On the surface, people go to work and come home again. They sometimes manage people while most are managed themselves. But beneath the function and structures of the work itself, a whole range of emotions affects the success of the relationship between employee and manager and ultimately the organisation they both belong to.
Psychodynamic Organisational Theory: Key Concepts and Cases provides a comprehensive but accessible introduction to this fascinating field of study. Featuring case vignettes which bring the various concepts to life, the book is divided into four parts. Part I looks at how the individual relates to the organisation and the unconscious energies they bring, while Part II examines group dynamics and how they affect productivity, including a chapter on meetings.
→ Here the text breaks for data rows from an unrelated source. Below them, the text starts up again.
//! Mock server core.
//!
//! Owns the validated rules, the responder and the shared random stream,
//! and answers transport-neutral requests.

use crate::config::{MockServerConfig, ServerSettings};
use crate::error::ConfigError;
use crate::matcher::find_match;
use crate::random::RandomContext;
use crate::request::InboundRequest;
use crate::responder::{ResolvedResponse, Responder};
use crate::rules::{ContentLoader, RuleSet};
use std::sync::atomic::{AtomicU64, Ordering};
use std::sync::Arc;
use tracing::{debug, info, warn};

/// Answers requests from a validated rule set.
///
/// Safe to share between concurrently handled requests: the rule set is
/// read-only and the random stream serializes its own draws.
pub struct MockServer {
    settings: ServerSettings,
    rules: RuleSet,
    responder: Responder,
    /// Total requests handled.
    requests_total: AtomicU64,
    /// Requests answered by a mock.
    requests_matched: AtomicU64,
    /// Requests no mock matched.
    requests_unmatched: AtomicU64,
}

impl MockServer {
    /// Create a mock server from validated rules.
    pub fn new(settings: ServerSettings, rules: RuleSet, rng: Arc<RandomContext>) -> Self {
        let responder = Responder::new(&rules, rng, settings.delay_mode);

        info!(
            mocks = rules.len(),
            delay_mode = ?settings.delay_mode,
            "Mock server initialized"
        );

        Self {
            settings,
            rules,
            responder,
            requests_total: AtomicU64::new(0),
            requests_matched: AtomicU64::new(0),
            requests_unmatched: AtomicU64::new(0),
        }
    }

    /// Validate a configuration and build a server with the default seed.
    pub fn from_config(config: &MockServerConfig, loader: &dyn ContentLoader) -> Result<Self, ConfigError> {
        let rules = config.compile(loader)?;
        Ok(Self::new(
            config.settings.clone(),
            rules,
            Arc::new(RandomContext::default()),
        ))
    }

    pub fn settings(&self) -> &ServerSettings {
        &self.settings
    }

    pub fn rules(&self) -> &RuleSet {
        &self.rules
    }

    /// Get total requests handled.
    pub fn total_requests(&self) -> u64 {
        self.requests_total.load(Ordering::Relaxed)
    }

    /// Get total requests matched.
    pub fn total_matched(&self) -> u64 {
        self.requests_matched.load(Ordering::Relaxed)
    }

    /// Get total requests unmatched.
    pub fn total_unmatched(&self) -> u64 {
        self.requests_unmatched.load(Ordering::Relaxed)
    }

    /// Match a request and build its response.
    pub async fn handle(&self, req: &InboundRequest) -> ResolvedResponse {
        self.requests_total.fetch_add(1, Ordering::Relaxed);

        let response = match find_match(&self.rules, req) {
            Some(result) => {
                self.requests_matched.fetch_add(1, Ordering::Relaxed);
                if self.settings.log_matches {
                    info!(
                        rule = %result.rule.name,
                        method = %req.method,
                        path = %req.path,
                        "Request matched mock"
                    );
                }
                self.responder.resolve(result.rule, req, &result.path_vars).await
            }
            None => {
                self.requests_unmatched.fetch_add(1, Ordering::Relaxed);
                if self.settings.log_unmatched {
                    warn!(method = %req.method, path = %req.path, "No matching mock found");
                }
                ResolvedResponse::no_match(req)
            }
        };

        debug!(
            status = response.status,
            total = self.total_requests(),
            matched = self.total_matched(),
            unmatched = self.total_unmatched(),
            "Request handled"
        );
        response
    }
}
Part III explores the realm of leadership and what roles a manager can play in managing their staff, while Part IV introduces the idea of personality and describes how the manager’s personality influences management dynamics as well as the wider organisational culture.
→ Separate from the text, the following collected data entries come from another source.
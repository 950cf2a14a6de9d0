//! Seeded, reproducible random values for templates.
//!
//! Every template execution draws from one shared stream so that the data a
//! mock hands out is stable across runs: the N-th UUID generated after start
//! is always the same. Draws are serialized through a mutex; concurrent
//! requests interleave, but each draw still comes from a single sequence.

use fake::faker::address::en::{CityName, CountryName, StreetName, ZipCode};
use fake::faker::company::en::CompanyName;
use fake::faker::internet::en::{IPv4, SafeEmail, Username};
use fake::faker::lorem::en::{Sentence, Word};
use fake::faker::name::en::{FirstName, LastName, Name};
use fake::faker::phone_number::en::PhoneNumber;
use fake::Fake;
use parking_lot::Mutex;
use rand::rngs::StdRng;
use rand::{Rng, RngCore, SeedableRng};
use thiserror::Error;

/// Seed used by [`RandomContext::default`].
pub const DEFAULT_SEED: u64 = 2011;

/// Invalid arguments to a random draw.
#[derive(Debug, Clone, PartialEq, Error)]
pub enum RandomError {
    #[error("empty range: min {min} must be less than max {max}")]
    EmptyRange { min: String, max: String },

    #[error("unknown fake data kind \"{0}\"")]
    UnknownFakeKind(String),
}

/// Kinds accepted by [`RandomContext::fake`].
pub const FAKE_KINDS: &[&str] = &[
    "name",
    "first_name",
    "last_name",
    "email",
    "username",
    "phone",
    "city",
    "country",
    "street",
    "zip",
    "company",
    "word",
    "sentence",
    "ipv4",
];

/// Shared pseudo-random stream.
#[derive(Debug)]
pub struct RandomContext {
    rng: Mutex<StdRng>,
}

impl RandomContext {
    pub fn new(seed: u64) -> Self {
        Self {
            rng: Mutex::new(StdRng::seed_from_u64(seed)),
        }
    }

    /// Uniform integer in `[min, max)`.
    pub fn random_int(&self, min: i64, max: i64) -> Result<i64, RandomError> {
        if min >= max {
            return Err(RandomError::EmptyRange {
                min: min.to_string(),
                max: max.to_string(),
            });
        }
        Ok(self.rng.lock().gen_range(min..max))
    }

    /// Uniform float in `[min, max)`.
    pub fn random_float(&self, min: f64, max: f64) -> Result<f64, RandomError> {
        if !min.is_finite() || !max.is_finite() || min >= max {
            return Err(RandomError::EmptyRange {
                min: min.to_string(),
                max: max.to_string(),
            });
        }
        // Half-width keeps ranges as wide as -f64::MAX..f64::MAX finite.
        let half = max / 2.0 - min / 2.0;
        let mut rng = self.rng.lock();
        loop {
            let offset = half * rng.gen::<f64>();
            let value = min + offset + offset;
            if value < max {
                return Ok(value);
            }
        }
    }

    /// A UUID-shaped `8-4-4-4-12` hex string from 16 fresh bytes.
    ///
    /// No version or variant bits are set; this is not an RFC 4122 UUID.
    pub fn new_uuid_like(&self) -> String {
        let mut buf = [0u8; 16];
        self.rng.lock().fill_bytes(&mut buf);
        format!(
            "{}-{}-{}-{}-{}",
            hex(&buf[..4]),
            hex(&buf[4..6]),
            hex(&buf[6..8]),
            hex(&buf[8..10]),
            hex(&buf[10..])
        )
    }

    /// Fake data of the given kind, drawn from the shared stream.
    pub fn fake(&self, kind: &str) -> Result<String, RandomError> {
        let mut rng = self.rng.lock();
        let rng = &mut *rng;
        let value: String = match kind {
            "name" => Name().fake_with_rng(rng),
            "first_name" => FirstName().fake_with_rng(rng),
            "last_name" => LastName().fake_with_rng(rng),
            "email" => SafeEmail().fake_with_rng(rng),
            "username" => Username().fake_with_rng(rng),
            "phone" => PhoneNumber().fake_with_rng(rng),
            "city" => CityName().fake_with_rng(rng),
            "country" => CountryName().fake_with_rng(rng),
            "street" => StreetName().fake_with_rng(rng),
            "zip" => ZipCode().fake_with_rng(rng),
            "company" => CompanyName().fake_with_rng(rng),
            "word" => Word().fake_with_rng(rng),
            "sentence" => Sentence(3..8).fake_with_rng(rng),
            "ipv4" => IPv4().fake_with_rng(rng),
            other => return Err(RandomError::UnknownFakeKind(other.to_string())),
        };
        Ok(value)
    }
}

impl Default for RandomContext {
    fn default() -> Self {
        Self::new(DEFAULT_SEED)
    }
}

fn hex(bytes: &[u8]) -> String {
    bytes.iter().map(|b| format!("{:02x}", b)).collect()
}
Central to the book, as well as the idea that organisational phenomena are often unconscious, is the understanding that relationships are always reciprocal. Through complex psychological dynamics manager and employee influence and change each other during the process of managing and being managed.
This text will be essential reading for students and scholars of leadership, HRM, and organizational psychology, as well as consultants and managers looking for practical insights into how human relationships affect the success of every organisation.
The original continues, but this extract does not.